70th World Health Assembly Under Way

This year's meeting is the final one with Dr. Margaret Chan as director-general of WHO. She told the delegates that countries should work to improve their collection of health data and should make health strategies more accountable.

The 70th World Health Assembly is taking place this week in Geneva, Switzerland, and it is the final assembly with Dr. Margaret Chan as director-general of the World Health Organization. She told the delegates May 22 that countries should work to improve their collection of health data and should make health strategies more accountable.

The annual World Health Assembly is the decision-making body of WHO. It is attended by all WHO Member States -- some 3,500 delegates from the 194 Member States are attending this year, including a large proportion of the world's health ministers -- and focuses on a health agenda prepared by the Executive Board. The main functions of the World Health Assembly are to determine the policies of WHO, appoint the director-general, supervise financial policies, and review and approve the proposed program budget. The new director-general will take office July 1 to begin a five-year term.

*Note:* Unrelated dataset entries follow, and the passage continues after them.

//! CLI entry point for Toolforge.
//!
//! This binary provides the `toolforge` command: it builds one module runtime
//! from `toolforge.toml`, then runs, lists, searches, inspects, health-checks
//! and updates modules through it.

mod cli;
mod config;

use std::io::Read;
use std::path::PathBuf;
use std::process::ExitCode;

use anyhow::{Context, Result, bail};
use clap::Parser;
use serde_json::Value;
use tracing::info;
use tracing_subscriber::EnvFilter;

use toolforge_runtime::builtin;
use toolforge_runtime::{
    ExecuteOptions, ExecutionResult, HealthStatus, HttpUpdateSource, ModuleDescriptor, ModuleRegistry,
    ModuleRuntime, ToolFactory,
};

use crate::cli::{Cli, Commands};
use crate::config::AppConfig;

// ---------------------------------------------------------------------------
// Main
// ---------------------------------------------------------------------------

#[tokio::main]
async fn main() -> Result<ExitCode> {
    let _ = dotenvy::dotenv();
    let cli = Cli::parse();
    init_tracing(if cli.debug { "debug" } else { "info" });

    let config = AppConfig::load(&cli.config)?.with_env_overrides();
    let runtime = build_runtime(&config)?;

    let outcome = match cli.command {
        Commands::Run {
            module,
            operation,
            input,
            file,
            json,
            params,
        } => {
            let request = RunRequest {
                module,
                operation,
                input,
                file,
                json,
                params,
            };
            cmd_run(&runtime, request, cli.debug).await
        }
        Commands::List { category } => cmd_list(&runtime, category.as_deref()),
        Commands::Search { query } => cmd_search(&runtime, &query),
        Commands::Info { module } => cmd_info(&runtime, &module),
        Commands::Health { module } => cmd_health(&runtime, module).await,
        Commands::Updates { apply } => cmd_updates(&runtime, apply).await,
    };

    runtime.shutdown().await;
    outcome
}

/// Build the runtime: built-in modules, configured modules, optional update
/// catalog.
fn build_runtime(config: &AppConfig) -> Result<ModuleRuntime> {
    let mut registry = ModuleRegistry::new();
    if let Some(url) = config.update_url()? {
        info!(%url, "using update catalog");
        registry = registry.with_update_source(HttpUpdateSource::new(url));
    }
    for descriptor in builtin::descriptors() {
        registry.register_module(descriptor);
    }
    for descriptor in &config.modules {
        registry.register_module(descriptor.clone());
    }

    let factory = ToolFactory::with_default_sandbox().context("failed to create wasm sandbox")?;
    Ok(ModuleRuntime::new(registry, factory, config.runtime_config()))
}

// ---------------------------------------------------------------------------
// Subcommand: run
// ---------------------------------------------------------------------------

struct RunRequest {
    module: String,
    operation: String,
    input: Option<String>,
    file: Option<PathBuf>,
    json: bool,
    params: Vec<String>,
}

async fn cmd_run(runtime: &ModuleRuntime, request: RunRequest, debug: bool) -> Result<ExitCode> {
    let text = match (request.input, request.file) {
        (Some(text), _) => text,
        (None, Some(path)) => std::fs::read_to_string(&path)
            .with_context(|| format!("failed to read {}", path.display()))?,
        (None, None) => {
            let mut buf = String::new();
            std::io::stdin()
                .read_to_string(&mut buf)
                .context("failed to read input from stdin")?;
            buf
        }
    };

    let input = if request.json {
        serde_json::from_str(&text).context("--json input is not valid JSON")?
    } else {
        Value::String(text)
    };

    let mut options = ExecuteOptions::new(request.operation);
    for raw in &request.params {
        let (key, value) = parse_param(raw)?;
        options.params.insert(key, value);
    }

    let result = runtime.run(&request.module, input, options).await;
    Ok(if print_result(&result, debug)? {
        ExitCode::SUCCESS
    } else {
        ExitCode::FAILURE
    })
}

/// Parse `key=value`.  The value is JSON when it parses as JSON, otherwise
/// plain text.
fn parse_param(raw: &str) -> Result<(String, Value)> {
    let Some((key, value)) = raw.split_once('=') else {
        bail!("parameter '{raw}' must look like key=value");
    };
    let key = key.trim();
    if key.is_empty() {
        bail!("parameter '{raw}' has an empty key");
    }
    let value = serde_json::from_str(value).unwrap_or_else(|_| Value::String(value.to_owned()));
    Ok((key.to_owned(), value))
}

/// Print data to stdout or the error to stderr.  Returns whether the call
/// succeeded.
fn print_result(result: &ExecutionResult, debug: bool) -> Result<bool> {
    if let Some(recovery) = result.recovery() {
        info!(
            attempts = recovery.attempts,
            fallback = recovery.fallback.as_deref().unwrap_or("-"),
            "recovered from failures"
        );
    }

    if let Some(data) = result.data() {
        match data {
            Value::String(text) => println!("{text}"),
            other => println!("{}", serde_json::to_string_pretty(other)?),
        }
        return Ok(true);
    }

    if let Some(error) = result.error() {
        eprintln!("error [{}]: {}", error.code, error.message);
        for suggestion in &error.suggestions {
            eprintln!("  - {suggestion}");
        }
        if debug && !error.details.is_null() {
            eprintln!("details: {}", serde_json::to_string_pretty(&error.details)?);
        }
    }
    Ok(false)
}

// ---------------------------------------------------------------------------
// Subcommands: list, search, info
// ---------------------------------------------------------------------------

fn cmd_list(runtime: &ModuleRuntime, category: Option<&str>) -> Result<ExitCode> {
    let modules = match category {
        Some(category) => runtime.registry().modules_by_category(category),
        None => runtime.registry().list_modules(),
    };
    print_table(&modules);
    Ok(ExitCode::SUCCESS)
}

fn cmd_search(runtime: &ModuleRuntime, query: &str) -> Result<ExitCode> {
    let modules = runtime.registry().search_modules(query);
    if modules.is_empty() {
        println!("No modules match '{query}'.");
    } else {
        print_table(&modules);
    }
    Ok(ExitCode::SUCCESS)
}

fn print_table(modules: &[ModuleDescriptor]) {
    println!("  {:<20} {:<10} {:<10} NAME", "ID", "VERSION", "CATEGORY");
    for m in modules {
        println!("  {:<20} {:<10} {:<10} {}", m.id, m.version, m.category, m.name);
    }
}

fn cmd_info(runtime: &ModuleRuntime, module: &str) -> Result<ExitCode> {
    let registry = runtime.registry();
    let Some(descriptor) = registry.get_module(module) else {
        bail!("module '{module}' is not registered");
    };
    println!("{}", serde_json::to_string_pretty(&descriptor)?);

    match registry.resolve_dependencies(module) {
        Ok(order) if order.is_empty() => {}
        Ok(order) => println!("load order: {} -> {module}", order.join(" -> ")),
        Err(e) => eprintln!("dependencies unresolved: {}", e.message),
    }
    Ok(ExitCode::SUCCESS)
}

// ---------------------------------------------------------------------------
// Subcommands: health, updates
// ---------------------------------------------------------------------------

async fn cmd_health(runtime: &ModuleRuntime, module: Option<String>) -> Result<ExitCode> {
    let ids = match module {
        Some(id) => vec![id],
        None => runtime
            .registry()
            .list_modules()
            .into_iter()
            .map(|d| d.id)
            .collect(),
    };

    let mut healthy = true;
    for id in ids {
        match runtime.health(&id).await {
            Ok(report) => {
                println!(
                    "  {:<20} {:<10} {}us",
                    id,
                    format!("{:?}", report.status).to_lowercase(),
                    report.response_time.as_micros()
                );
                healthy &= report.status == HealthStatus::Healthy;
            }
            Err(e) => {
                println!("  {:<20} {:<10} [{}] {}", id, "error", e.code, e.message);
                healthy = false;
            }
        }
    }
    Ok(if healthy {
        ExitCode::SUCCESS
    } else {
        ExitCode::FAILURE
    })
}

async fn cmd_updates(runtime: &ModuleRuntime, apply: bool) -> Result<ExitCode> {
    let updates = runtime
        .registry()
        .check_for_updates()
        .await
        .context("failed to check for updates")?;
    if updates.is_empty() {
        println!("All modules are up to date.");
        return Ok(ExitCode::SUCCESS);
    }

    for update in &updates {
        println!(
            "  {:<20} {} -> {}",
            update.id, update.current_version, update.latest_version
        );
    }
    if apply {
        for update in &updates {
            let descriptor = runtime
                .update_module(&update.id)
                .await
                .with_context(|| format!("failed to update '{}'", update.id))?;
            println!("Updated {} to {}.", descriptor.id, descriptor.version);
        }
    }
    Ok(ExitCode::SUCCESS)
}

// ---------------------------------------------------------------------------
// Helpers
// ---------------------------------------------------------------------------

/// Initialize the tracing subscriber with the given default log level.
///
/// Logs go to stderr so tool output on stdout stays pipeable.
fn init_tracing(default_level: &str) {
    let filter = EnvFilter::try_from_default_env().unwrap_or_else(|_| EnvFilter::new(default_level));

    tracing_subscriber::fmt()
        .with_env_filter(filter)
        .with_writer(std::io::stderr)
        .with_target(false)
        .compact()
        .init();
}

One of the first actions taken May 22 was the election of Professor Veronica Skvortsova, minister of healthcare of the Russian Federation, as the Health Assembly's new president. Vice presidents were appointed from Cabo Verde, the Cook Islands, the Democratic People's Republic of Korea, Somalia, and Suriname.

Topics on the meeting's agenda include medicines; nutrition; health products; noncommunicable diseases; emergency preparedness and response; polio; antimicrobial resistance; and maternal, newborn, child, and adolescent health.

WHO and the UN Foundation will produce three Facebook Live shows during the assembly, which continues through May 31. Shows featuring public health experts who will take questions from the audience on Facebook will be broadcast on WHO's Facebook channel:

  • May 23: 10 years of public health progress – how it was done and lessons learned for the future
  • May 25: Health as a human right, Women and children's health, and vector control strategy
  • May 26: Threats to human health: Conflicts and disease outbreaks, climate change and health, antimicrobial resistance and noncommunicable diseases

In her opening address, Chan asked the delegates to make "reducing inequalities" a guiding ethical principle and said protecting scientific evidence should form "the bedrock of policy," citing vaccine refusal as one of the reasons that the "tremendous potential of vaccines is not yet fully realized."